Task description — Look through the listing below and give the number of lines in which "validate" occurs, nothing more.

Data section —
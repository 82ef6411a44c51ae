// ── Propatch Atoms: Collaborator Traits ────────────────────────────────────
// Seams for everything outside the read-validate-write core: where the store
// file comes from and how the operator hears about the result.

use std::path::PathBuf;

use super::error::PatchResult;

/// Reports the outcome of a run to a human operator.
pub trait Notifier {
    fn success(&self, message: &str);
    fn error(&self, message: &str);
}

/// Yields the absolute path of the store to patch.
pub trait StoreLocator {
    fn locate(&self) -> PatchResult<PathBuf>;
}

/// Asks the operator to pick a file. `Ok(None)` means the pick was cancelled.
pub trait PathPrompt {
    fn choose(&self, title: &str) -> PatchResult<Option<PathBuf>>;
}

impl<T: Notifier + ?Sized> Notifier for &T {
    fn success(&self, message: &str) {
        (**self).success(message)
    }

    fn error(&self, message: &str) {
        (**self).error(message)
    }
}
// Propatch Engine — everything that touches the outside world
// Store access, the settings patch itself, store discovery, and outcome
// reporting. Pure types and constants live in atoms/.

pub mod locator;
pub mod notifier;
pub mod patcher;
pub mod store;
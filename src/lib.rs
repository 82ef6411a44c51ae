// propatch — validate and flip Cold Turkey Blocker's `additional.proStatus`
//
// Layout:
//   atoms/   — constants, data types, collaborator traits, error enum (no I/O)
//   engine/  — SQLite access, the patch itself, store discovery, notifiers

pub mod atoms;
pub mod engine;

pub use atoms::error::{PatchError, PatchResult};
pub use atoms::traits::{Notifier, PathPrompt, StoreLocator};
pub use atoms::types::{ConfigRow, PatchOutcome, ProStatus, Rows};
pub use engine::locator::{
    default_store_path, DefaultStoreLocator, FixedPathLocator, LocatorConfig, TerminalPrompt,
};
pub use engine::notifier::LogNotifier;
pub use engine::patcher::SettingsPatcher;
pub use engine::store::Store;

Result of this exercise — 2